» **Exercise requirements**: Scan the records for the word "JobAssignment". Report each line where it occurs.

» **Extracted material**:
+++
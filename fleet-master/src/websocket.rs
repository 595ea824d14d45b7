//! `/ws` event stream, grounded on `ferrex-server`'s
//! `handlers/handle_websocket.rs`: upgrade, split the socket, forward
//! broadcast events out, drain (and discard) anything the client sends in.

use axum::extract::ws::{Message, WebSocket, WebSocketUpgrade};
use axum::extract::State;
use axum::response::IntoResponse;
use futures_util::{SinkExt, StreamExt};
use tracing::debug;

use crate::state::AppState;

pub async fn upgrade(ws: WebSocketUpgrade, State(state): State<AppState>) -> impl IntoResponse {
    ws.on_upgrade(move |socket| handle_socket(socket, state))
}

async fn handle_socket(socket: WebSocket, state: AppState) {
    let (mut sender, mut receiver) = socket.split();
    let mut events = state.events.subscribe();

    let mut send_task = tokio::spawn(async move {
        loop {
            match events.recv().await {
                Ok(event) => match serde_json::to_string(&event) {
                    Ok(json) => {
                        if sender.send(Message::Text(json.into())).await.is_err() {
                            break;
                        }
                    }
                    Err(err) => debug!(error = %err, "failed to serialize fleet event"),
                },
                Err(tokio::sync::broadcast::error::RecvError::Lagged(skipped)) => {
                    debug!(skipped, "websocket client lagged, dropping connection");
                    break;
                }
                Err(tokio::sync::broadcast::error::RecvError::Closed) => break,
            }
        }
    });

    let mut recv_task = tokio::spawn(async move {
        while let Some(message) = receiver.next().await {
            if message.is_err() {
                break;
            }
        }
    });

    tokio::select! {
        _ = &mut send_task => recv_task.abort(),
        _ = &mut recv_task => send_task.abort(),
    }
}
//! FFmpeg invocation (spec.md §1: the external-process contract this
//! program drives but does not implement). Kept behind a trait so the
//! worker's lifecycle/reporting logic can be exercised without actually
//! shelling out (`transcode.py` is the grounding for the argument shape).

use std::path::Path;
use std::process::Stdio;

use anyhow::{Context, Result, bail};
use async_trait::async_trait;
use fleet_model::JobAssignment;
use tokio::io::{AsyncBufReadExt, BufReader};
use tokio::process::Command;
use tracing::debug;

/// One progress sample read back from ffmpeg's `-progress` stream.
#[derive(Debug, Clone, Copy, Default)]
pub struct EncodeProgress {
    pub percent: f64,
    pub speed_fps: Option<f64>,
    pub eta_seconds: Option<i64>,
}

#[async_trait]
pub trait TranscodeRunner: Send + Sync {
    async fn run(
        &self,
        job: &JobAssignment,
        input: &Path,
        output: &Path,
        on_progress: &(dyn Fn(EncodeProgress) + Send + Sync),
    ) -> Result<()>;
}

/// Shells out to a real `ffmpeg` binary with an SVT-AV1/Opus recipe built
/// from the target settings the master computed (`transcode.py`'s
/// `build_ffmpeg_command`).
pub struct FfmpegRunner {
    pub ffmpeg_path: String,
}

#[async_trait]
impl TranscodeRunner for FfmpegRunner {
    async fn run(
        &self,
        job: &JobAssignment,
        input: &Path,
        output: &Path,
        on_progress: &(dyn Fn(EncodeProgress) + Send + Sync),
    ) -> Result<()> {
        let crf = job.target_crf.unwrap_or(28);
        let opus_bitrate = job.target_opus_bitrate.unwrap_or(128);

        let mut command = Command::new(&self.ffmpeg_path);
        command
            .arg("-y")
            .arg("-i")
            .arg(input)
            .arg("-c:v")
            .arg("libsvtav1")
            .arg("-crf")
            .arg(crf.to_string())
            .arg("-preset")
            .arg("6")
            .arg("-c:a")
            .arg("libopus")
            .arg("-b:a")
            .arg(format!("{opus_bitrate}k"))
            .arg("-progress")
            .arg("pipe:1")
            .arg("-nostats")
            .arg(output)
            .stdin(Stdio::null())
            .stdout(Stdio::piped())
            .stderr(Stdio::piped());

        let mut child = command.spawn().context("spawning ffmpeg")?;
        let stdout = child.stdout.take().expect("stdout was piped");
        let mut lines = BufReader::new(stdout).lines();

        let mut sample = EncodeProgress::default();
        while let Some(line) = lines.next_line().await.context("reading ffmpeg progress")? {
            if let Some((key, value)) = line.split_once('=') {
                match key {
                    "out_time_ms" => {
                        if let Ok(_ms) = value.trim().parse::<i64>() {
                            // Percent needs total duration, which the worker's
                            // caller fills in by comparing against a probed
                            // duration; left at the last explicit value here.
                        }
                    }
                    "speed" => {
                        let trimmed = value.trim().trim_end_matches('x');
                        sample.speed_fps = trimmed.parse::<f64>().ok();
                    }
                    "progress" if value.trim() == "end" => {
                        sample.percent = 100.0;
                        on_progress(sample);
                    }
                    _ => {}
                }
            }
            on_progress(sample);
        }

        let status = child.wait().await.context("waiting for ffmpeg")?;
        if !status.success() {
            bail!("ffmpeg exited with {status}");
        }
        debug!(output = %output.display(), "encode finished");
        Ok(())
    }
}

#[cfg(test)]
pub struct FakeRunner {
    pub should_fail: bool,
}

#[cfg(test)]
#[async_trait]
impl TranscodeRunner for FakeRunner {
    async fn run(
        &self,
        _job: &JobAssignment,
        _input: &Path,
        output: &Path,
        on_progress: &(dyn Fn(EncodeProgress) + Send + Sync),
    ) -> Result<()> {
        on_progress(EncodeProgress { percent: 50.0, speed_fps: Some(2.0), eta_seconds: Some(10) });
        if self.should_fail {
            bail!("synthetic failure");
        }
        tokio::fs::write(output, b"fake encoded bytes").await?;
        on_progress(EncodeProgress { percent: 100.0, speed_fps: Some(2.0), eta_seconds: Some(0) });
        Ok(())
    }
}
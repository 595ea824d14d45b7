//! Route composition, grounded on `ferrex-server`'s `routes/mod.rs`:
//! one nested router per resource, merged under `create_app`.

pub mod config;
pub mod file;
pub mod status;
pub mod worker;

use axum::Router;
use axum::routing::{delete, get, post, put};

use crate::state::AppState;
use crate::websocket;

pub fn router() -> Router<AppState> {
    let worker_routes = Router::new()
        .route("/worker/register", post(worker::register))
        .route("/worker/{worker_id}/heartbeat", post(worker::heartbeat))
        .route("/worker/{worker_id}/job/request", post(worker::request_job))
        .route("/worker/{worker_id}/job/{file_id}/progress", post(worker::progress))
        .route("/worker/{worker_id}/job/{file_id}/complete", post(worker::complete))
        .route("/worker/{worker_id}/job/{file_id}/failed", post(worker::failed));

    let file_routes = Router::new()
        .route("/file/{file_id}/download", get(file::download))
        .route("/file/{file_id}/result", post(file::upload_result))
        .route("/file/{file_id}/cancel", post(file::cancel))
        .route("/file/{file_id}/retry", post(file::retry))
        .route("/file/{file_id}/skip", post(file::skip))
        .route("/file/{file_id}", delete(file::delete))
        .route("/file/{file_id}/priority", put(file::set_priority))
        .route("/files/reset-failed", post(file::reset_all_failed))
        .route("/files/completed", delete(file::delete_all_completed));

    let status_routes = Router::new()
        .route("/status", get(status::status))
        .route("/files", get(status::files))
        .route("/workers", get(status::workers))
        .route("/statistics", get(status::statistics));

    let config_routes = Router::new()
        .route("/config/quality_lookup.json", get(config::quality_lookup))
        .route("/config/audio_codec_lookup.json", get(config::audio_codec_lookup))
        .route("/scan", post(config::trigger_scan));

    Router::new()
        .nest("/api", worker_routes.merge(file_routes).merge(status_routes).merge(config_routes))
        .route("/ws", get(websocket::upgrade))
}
+++
» **Response to the exercise**:
use fleet_model::JobAssignment;
        job: &JobAssignment,
        job: &JobAssignment,
        _job: &JobAssignment,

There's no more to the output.